SERANG, RADARBANTEN.CO.ID – Kasus persetubuhan dengan anak dibawah umur meningkat drastis pada tahun 2024 ini. Berdasarkan rekapitulasi data yang dicatat Polda Banten jumlah sebanyak 107 kasus.
“Kasus persetubuhan anak dibawah umur jumlah sebanyak 107 kasus,” ujar Kasubdit IV Remaja, Anak dan Wanita (Renakta) Ditreskrimum Polda Banten, Kompol Herlia Hartarani dikonfirmasi melalui sambungan telepon Jumat 11 Oktober 2024.
Herlia mengatakan, jumlah kasus tersebut berdasarkan rekapitulasi data yang dihimpun Polda Banten dan jajaran selama Januari hingga September 2024. “Itu (107 kasus-red) ditangani Polda Banten dan jajaran selama Januari hingga September 2024,” ujar mantan Kasatlantas Polres Cilegon ini.
Ia menjelaskan, pada tahun 2023, jumlah kasus persetubuhan terhadap anak dibawah umur sebanyak 65 kasus.
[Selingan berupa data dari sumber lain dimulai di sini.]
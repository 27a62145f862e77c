//! Common infrastructure shared by the vidcall crates
//!
//! This crate carries the cross-cutting pieces every layer of the WebRTC
//! session stack needs:
//!
//! - **Logging**: `tracing-subscriber` setup with env-filter and JSON output
//! - **Retry**: bounded-attempt retry with randomized backoff and an optional
//!   precondition check
//! - **Timeouts**: a race between an operation and a sleeping timer
//! - **Tasks**: a cancellation bag that owns the observation tasks of a component

pub mod errors;
pub mod logging;
pub mod retry;
pub mod tasks;

pub use errors::{InfraError, InfraResult};
pub use logging::{LoggingConfig, log_welcome, parse_log_level, setup_logging};
pub use retry::{RetryPolicy, retry_while, retry_with_policy, with_timeout};
pub use tasks::DisposableBag;

/// Prelude module with commonly used types
pub mod prelude {
    pub use crate::errors::{InfraError, InfraResult};
    pub use crate::logging::{LoggingConfig, setup_logging};
    pub use crate::retry::{RetryPolicy, retry_while, retry_with_policy, with_timeout};
    pub use crate::tasks::DisposableBag;
}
Jika dibandingkan dengan data yang masuk selama sembilan tersebut kasus tersebut meningkat signifikan. “Jumlahnya meningkat pada tahun ini,” kata pamen Polri ini.
Herlia mengungkapkan, jika direkapitulasi, kasus yang berkaitan dengan perempuan dan anak juga meningkat cukup signifikan dibandingkan tahun 2023 lalu. “Tahun lalu ada 177 kasus sedangkan pada Januari hingga September terjadi 324 kasus,” katanya.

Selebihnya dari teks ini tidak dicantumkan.